Dataset excerpts:
»»

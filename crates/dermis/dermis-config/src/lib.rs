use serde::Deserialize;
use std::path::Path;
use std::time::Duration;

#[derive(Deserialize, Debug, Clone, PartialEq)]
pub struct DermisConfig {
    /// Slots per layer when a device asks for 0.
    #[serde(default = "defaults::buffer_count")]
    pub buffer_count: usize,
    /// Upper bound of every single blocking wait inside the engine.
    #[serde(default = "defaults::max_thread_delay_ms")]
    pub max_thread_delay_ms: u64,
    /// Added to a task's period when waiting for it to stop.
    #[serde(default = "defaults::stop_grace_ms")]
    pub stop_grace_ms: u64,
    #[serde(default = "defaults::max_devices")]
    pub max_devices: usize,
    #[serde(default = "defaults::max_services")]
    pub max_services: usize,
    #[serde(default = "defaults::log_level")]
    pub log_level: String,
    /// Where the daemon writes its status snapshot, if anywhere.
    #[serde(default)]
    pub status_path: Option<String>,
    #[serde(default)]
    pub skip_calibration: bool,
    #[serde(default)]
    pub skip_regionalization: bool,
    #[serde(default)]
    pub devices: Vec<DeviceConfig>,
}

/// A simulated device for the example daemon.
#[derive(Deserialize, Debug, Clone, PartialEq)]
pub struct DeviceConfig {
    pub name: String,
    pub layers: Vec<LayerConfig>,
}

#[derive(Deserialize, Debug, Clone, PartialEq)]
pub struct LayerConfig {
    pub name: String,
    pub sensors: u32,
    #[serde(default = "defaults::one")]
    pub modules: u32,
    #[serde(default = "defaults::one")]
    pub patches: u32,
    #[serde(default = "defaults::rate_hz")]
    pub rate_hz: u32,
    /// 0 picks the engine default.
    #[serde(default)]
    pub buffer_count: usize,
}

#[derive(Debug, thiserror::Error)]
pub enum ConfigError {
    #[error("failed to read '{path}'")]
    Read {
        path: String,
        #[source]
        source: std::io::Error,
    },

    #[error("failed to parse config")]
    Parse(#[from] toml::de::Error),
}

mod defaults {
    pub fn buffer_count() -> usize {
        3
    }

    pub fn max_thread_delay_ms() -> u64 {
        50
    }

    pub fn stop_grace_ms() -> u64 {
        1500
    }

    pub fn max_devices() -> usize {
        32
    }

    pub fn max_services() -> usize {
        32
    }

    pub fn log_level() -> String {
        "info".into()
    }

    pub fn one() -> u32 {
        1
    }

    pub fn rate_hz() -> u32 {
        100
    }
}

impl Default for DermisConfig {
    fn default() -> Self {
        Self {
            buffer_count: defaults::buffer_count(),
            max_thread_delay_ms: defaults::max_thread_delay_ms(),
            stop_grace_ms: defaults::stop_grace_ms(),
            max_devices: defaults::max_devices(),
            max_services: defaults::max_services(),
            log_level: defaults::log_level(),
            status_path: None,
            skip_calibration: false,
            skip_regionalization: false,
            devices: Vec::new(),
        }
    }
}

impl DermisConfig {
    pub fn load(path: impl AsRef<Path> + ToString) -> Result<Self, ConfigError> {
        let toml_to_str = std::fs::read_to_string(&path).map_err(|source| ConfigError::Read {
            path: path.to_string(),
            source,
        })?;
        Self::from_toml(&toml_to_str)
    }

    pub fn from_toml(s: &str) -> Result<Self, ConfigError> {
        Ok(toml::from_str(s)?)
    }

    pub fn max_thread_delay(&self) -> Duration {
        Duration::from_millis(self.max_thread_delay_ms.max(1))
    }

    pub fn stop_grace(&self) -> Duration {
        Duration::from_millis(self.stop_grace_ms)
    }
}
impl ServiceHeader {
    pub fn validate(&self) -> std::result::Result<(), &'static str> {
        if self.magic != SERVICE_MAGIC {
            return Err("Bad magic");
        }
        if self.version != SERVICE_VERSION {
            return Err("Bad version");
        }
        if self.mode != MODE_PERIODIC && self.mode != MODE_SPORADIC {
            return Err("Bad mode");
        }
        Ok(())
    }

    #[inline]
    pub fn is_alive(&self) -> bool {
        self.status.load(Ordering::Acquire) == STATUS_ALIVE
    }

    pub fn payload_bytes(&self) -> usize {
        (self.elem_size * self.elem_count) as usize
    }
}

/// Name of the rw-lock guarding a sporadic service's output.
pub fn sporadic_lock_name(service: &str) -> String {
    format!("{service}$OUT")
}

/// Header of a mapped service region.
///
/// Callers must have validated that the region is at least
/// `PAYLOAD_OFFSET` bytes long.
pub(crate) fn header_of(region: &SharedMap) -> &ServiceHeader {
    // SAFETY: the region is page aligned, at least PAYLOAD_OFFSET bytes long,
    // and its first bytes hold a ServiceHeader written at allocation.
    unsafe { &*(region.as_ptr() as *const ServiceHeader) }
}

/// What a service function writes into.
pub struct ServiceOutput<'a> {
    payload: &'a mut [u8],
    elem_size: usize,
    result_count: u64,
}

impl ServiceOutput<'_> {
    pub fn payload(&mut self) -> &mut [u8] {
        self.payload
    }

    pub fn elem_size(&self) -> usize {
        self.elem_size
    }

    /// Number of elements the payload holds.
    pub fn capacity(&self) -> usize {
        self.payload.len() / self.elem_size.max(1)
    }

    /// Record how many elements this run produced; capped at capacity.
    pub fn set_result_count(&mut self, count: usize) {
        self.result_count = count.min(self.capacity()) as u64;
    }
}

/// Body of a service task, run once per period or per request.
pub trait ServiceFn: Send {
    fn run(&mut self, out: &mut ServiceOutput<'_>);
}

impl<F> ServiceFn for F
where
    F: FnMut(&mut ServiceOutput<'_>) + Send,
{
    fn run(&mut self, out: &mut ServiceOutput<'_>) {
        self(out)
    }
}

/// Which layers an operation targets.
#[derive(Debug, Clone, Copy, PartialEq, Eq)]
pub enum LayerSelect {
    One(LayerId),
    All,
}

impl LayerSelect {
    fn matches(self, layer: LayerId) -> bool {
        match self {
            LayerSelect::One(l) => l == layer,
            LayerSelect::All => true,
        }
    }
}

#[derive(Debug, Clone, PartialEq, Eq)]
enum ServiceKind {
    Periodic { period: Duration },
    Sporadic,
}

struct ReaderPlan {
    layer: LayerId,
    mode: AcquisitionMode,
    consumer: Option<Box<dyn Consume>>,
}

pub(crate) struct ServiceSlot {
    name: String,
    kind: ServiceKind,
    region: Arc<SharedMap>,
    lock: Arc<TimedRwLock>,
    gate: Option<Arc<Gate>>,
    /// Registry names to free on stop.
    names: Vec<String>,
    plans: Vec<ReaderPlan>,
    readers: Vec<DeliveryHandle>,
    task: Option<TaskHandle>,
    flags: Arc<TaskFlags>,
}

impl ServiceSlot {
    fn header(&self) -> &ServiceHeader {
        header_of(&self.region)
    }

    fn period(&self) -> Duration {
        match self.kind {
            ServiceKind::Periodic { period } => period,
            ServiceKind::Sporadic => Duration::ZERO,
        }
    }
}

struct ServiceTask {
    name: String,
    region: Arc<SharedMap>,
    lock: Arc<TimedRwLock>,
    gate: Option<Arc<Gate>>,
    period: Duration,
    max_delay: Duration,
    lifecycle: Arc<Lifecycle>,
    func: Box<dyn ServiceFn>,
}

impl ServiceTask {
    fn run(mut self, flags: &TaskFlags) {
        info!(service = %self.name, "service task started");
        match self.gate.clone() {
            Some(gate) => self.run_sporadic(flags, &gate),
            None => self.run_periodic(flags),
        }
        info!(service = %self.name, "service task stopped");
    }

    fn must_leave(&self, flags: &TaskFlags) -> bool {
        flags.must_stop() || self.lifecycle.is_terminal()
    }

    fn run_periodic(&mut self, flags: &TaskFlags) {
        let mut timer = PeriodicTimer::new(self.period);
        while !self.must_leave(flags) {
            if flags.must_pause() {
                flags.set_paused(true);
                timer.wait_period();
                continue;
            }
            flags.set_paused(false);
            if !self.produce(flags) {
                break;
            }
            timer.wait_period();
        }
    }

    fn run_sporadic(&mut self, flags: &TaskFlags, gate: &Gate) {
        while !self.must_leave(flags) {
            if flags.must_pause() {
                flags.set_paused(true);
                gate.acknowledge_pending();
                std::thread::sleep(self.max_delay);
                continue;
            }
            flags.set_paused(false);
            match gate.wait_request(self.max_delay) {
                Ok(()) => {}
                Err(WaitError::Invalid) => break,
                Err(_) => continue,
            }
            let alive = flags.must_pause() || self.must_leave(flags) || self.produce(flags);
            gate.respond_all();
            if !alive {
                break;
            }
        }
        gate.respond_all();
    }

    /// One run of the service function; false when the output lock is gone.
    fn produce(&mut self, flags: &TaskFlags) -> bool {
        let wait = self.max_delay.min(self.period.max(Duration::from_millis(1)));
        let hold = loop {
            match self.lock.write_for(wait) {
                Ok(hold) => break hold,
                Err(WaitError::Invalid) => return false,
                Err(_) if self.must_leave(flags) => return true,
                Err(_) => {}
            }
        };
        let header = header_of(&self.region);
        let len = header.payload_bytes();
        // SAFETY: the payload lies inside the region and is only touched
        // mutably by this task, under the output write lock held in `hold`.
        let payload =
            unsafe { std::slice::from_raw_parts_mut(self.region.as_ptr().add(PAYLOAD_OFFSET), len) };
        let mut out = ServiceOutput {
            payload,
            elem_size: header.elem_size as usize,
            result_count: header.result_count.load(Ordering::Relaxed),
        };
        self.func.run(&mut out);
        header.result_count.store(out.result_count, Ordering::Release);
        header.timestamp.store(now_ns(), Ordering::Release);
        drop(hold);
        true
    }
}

««

### Description of the task
Given the records above, return exactly the lines starting at the line containing "Err(WaitError::Invalid) => return" and ending at the line containing "is only touched", including both.

### Response for this exercise
                Err(WaitError::Invalid) => return false,
                Err(_) if self.must_leave(flags) => return true,
                Err(_) => {}
            }
        };
        let header = header_of(&self.region);
        let len = header.payload_bytes();
        // SAFETY: the payload lies inside the region and is only touched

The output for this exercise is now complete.